───── Source data
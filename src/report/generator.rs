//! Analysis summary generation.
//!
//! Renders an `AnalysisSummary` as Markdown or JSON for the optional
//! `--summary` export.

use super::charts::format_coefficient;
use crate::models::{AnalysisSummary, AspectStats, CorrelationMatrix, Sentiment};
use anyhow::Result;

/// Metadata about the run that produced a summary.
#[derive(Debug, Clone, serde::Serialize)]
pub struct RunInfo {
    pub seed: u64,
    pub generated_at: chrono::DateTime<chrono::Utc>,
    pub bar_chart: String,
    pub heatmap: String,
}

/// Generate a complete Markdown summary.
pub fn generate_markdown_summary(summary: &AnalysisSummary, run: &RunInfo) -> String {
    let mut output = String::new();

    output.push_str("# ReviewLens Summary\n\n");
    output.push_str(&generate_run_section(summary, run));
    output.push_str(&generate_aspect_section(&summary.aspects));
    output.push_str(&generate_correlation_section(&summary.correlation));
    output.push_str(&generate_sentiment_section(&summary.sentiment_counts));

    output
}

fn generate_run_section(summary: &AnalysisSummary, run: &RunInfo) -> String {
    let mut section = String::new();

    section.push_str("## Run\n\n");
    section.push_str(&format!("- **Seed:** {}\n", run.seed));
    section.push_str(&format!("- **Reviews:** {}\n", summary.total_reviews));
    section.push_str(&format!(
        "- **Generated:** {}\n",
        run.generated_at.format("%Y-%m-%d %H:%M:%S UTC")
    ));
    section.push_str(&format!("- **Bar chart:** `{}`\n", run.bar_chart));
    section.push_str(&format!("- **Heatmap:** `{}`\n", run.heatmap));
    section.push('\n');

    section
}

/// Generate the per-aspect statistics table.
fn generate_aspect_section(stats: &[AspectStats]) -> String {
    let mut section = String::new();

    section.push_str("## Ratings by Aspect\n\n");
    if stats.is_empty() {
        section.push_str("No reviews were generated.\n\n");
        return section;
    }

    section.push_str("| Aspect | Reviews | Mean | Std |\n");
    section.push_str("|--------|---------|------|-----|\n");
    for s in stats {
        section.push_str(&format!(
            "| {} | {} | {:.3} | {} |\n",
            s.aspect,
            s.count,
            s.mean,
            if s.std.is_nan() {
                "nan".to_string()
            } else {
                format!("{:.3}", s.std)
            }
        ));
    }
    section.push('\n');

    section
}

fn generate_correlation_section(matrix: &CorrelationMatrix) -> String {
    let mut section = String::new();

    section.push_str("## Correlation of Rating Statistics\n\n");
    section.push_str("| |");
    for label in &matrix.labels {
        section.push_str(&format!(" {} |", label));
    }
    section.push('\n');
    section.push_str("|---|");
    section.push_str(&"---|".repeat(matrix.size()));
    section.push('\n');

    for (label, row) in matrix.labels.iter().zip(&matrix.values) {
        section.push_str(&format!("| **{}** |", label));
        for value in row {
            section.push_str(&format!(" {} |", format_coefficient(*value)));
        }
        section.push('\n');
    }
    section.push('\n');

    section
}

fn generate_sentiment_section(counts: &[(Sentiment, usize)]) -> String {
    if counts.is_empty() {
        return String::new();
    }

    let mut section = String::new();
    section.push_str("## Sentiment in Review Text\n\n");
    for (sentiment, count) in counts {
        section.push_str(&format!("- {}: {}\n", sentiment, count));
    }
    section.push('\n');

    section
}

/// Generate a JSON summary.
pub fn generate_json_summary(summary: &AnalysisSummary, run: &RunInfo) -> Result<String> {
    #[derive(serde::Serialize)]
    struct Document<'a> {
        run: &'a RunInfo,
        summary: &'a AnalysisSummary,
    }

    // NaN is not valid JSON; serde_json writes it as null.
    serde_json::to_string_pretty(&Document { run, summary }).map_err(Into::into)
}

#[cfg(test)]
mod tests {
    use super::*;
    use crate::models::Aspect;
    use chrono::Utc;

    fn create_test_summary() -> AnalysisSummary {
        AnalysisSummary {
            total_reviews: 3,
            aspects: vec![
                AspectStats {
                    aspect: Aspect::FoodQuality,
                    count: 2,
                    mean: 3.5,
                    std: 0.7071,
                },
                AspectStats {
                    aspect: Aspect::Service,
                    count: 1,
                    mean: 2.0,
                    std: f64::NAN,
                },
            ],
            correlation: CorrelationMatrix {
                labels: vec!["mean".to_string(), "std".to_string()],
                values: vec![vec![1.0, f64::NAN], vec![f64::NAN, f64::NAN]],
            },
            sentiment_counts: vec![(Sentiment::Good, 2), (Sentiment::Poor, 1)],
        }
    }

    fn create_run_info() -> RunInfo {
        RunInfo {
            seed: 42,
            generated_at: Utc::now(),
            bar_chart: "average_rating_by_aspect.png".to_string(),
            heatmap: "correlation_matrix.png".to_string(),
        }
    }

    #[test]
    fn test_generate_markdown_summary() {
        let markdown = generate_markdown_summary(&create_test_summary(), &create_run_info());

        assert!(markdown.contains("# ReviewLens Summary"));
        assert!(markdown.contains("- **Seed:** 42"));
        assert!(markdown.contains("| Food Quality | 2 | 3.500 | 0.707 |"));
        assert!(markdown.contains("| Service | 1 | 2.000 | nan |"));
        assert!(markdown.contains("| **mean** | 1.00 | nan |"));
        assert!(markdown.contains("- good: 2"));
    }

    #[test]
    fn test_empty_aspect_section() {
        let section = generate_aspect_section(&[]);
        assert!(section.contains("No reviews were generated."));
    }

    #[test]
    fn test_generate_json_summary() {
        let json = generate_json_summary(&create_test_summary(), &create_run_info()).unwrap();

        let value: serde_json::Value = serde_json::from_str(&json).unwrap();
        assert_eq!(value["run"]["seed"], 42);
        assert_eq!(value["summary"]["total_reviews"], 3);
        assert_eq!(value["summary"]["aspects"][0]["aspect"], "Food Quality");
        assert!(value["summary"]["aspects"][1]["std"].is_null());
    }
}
──────────
#### Work order:
Type out the full listing again, exactly as given.

#### Solved problem:
filename src/report/generator.rs
//! Analysis summary generation.
//!
//! Renders an `AnalysisSummary` as Markdown or JSON for the optional
//! `--summary` export.

use super::charts::format_coefficient;
use crate::models::{AnalysisSummary, AspectStats, CorrelationMatrix, Sentiment};
use anyhow::Result;

/// Metadata about the run that produced a summary.
#[derive(Debug, Clone, serde::Serialize)]
pub struct RunInfo {
    pub seed: u64,
    pub generated_at: chrono::DateTime<chrono::Utc>,
    pub bar_chart: String,
    pub heatmap: String,
}

/// Generate a complete Markdown summary.
pub fn generate_markdown_summary(summary: &AnalysisSummary, run: &RunInfo) -> String {
    let mut output = String::new();

    output.push_str("# ReviewLens Summary\n\n");
    output.push_str(&generate_run_section(summary, run));
    output.push_str(&generate_aspect_section(&summary.aspects));
    output.push_str(&generate_correlation_section(&summary.correlation));
    output.push_str(&generate_sentiment_section(&summary.sentiment_counts));

    output
}

fn generate_run_section(summary: &AnalysisSummary, run: &RunInfo) -> String {
    let mut section = String::new();

    section.push_str("## Run\n\n");
    section.push_str(&format!("- **Seed:** {}\n", run.seed));
    section.push_str(&format!("- **Reviews:** {}\n", summary.total_reviews));
    section.push_str(&format!(
        "- **Generated:** {}\n",
        run.generated_at.format("%Y-%m-%d %H:%M:%S UTC")
    ));
    section.push_str(&format!("- **Bar chart:** `{}`\n", run.bar_chart));
    section.push_str(&format!("- **Heatmap:** `{}`\n", run.heatmap));
    section.push('\n');

    section
}

/// Generate the per-aspect statistics table.
fn generate_aspect_section(stats: &[AspectStats]) -> String {
    let mut section = String::new();

    section.push_str("## Ratings by Aspect\n\n");
    if stats.is_empty() {
        section.push_str("No reviews were generated.\n\n");
        return section;
    }

    section.push_str("| Aspect | Reviews | Mean | Std |\n");
    section.push_str("|--------|---------|------|-----|\n");
    for s in stats {
        section.push_str(&format!(
            "| {} | {} | {:.3} | {} |\n",
            s.aspect,
            s.count,
            s.mean,
            if s.std.is_nan() {
                "nan".to_string()
            } else {
                format!("{:.3}", s.std)
            }
        ));
    }
    section.push('\n');

    section
}

fn generate_correlation_section(matrix: &CorrelationMatrix) -> String {
    let mut section = String::new();

    section.push_str("## Correlation of Rating Statistics\n\n");
    section.push_str("| |");
    for label in &matrix.labels {
        section.push_str(&format!(" {} |", label));
    }
    section.push('\n');
    section.push_str("|---|");
    section.push_str(&"---|".repeat(matrix.size()));
    section.push('\n');

    for (label, row) in matrix.labels.iter().zip(&matrix.values) {
        section.push_str(&format!("| **{}** |", label));
        for value in row {
            section.push_str(&format!(" {} |", format_coefficient(*value)));
        }
        section.push('\n');
    }
    section.push('\n');

    section
}

fn generate_sentiment_section(counts: &[(Sentiment, usize)]) -> String {
    if counts.is_empty() {
        return String::new();
    }

    let mut section = String::new();
    section.push_str("## Sentiment in Review Text\n\n");
    for (sentiment, count) in counts {
        section.push_str(&format!("- {}: {}\n", sentiment, count));
    }
    section.push('\n');

    section
}

/// Generate a JSON summary.
pub fn generate_json_summary(summary: &AnalysisSummary, run: &RunInfo) -> Result<String> {
    #[derive(serde::Serialize)]
    struct Document<'a> {
        run: &'a RunInfo,
        summary: &'a AnalysisSummary,
    }

    // NaN is not valid JSON; serde_json writes it as null.
    serde_json::to_string_pretty(&Document { run, summary }).map_err(Into::into)
}

#[cfg(test)]
mod tests {
    use super::*;
    use crate::models::Aspect;
    use chrono::Utc;

    fn create_test_summary() -> AnalysisSummary {
        AnalysisSummary {
            total_reviews: 3,
            aspects: vec![
                AspectStats {
                    aspect: Aspect::FoodQuality,
                    count: 2,
                    mean: 3.5,
                    std: 0.7071,
                },
                AspectStats {
                    aspect: Aspect::Service,
                    count: 1,
                    mean: 2.0,
                    std: f64::NAN,
                },
            ],
            correlation: CorrelationMatrix {
                labels: vec!["mean".to_string(), "std".to_string()],
                values: vec![vec![1.0, f64::NAN], vec![f64::NAN, f64::NAN]],
            },
            sentiment_counts: vec![(Sentiment::Good, 2), (Sentiment::Poor, 1)],
        }
    }

    fn create_run_info() -> RunInfo {
        RunInfo {
            seed: 42,
            generated_at: Utc::now(),
            bar_chart: "average_rating_by_aspect.png".to_string(),
            heatmap: "correlation_matrix.png".to_string(),
        }
    }

    #[test]
    fn test_generate_markdown_summary() {
        let markdown = generate_markdown_summary(&create_test_summary(), &create_run_info());

        assert!(markdown.contains("# ReviewLens Summary"));
        assert!(markdown.contains("- **Seed:** 42"));
        assert!(markdown.contains("| Food Quality | 2 | 3.500 | 0.707 |"));
        assert!(markdown.contains("| Service | 1 | 2.000 | nan |"));
        assert!(markdown.contains("| **mean** | 1.00 | nan |"));
        assert!(markdown.contains("- good: 2"));
    }

    #[test]
    fn test_empty_aspect_section() {
        let section = generate_aspect_section(&[]);
        assert!(section.contains("No reviews were generated."));
    }

    #[test]
    fn test_generate_json_summary() {
        let json = generate_json_summary(&create_test_summary(), &create_run_info()).unwrap();

        let value: serde_json::Value = serde_json::from_str(&json).unwrap();
        assert_eq!(value["run"]["seed"], 42);
        assert_eq!(value["summary"]["total_reviews"], 3);
        assert_eq!(value["summary"]["aspects"][0]["aspect"], "Food Quality");
        assert!(value["summary"]["aspects"][1]["std"].is_null());
    }
}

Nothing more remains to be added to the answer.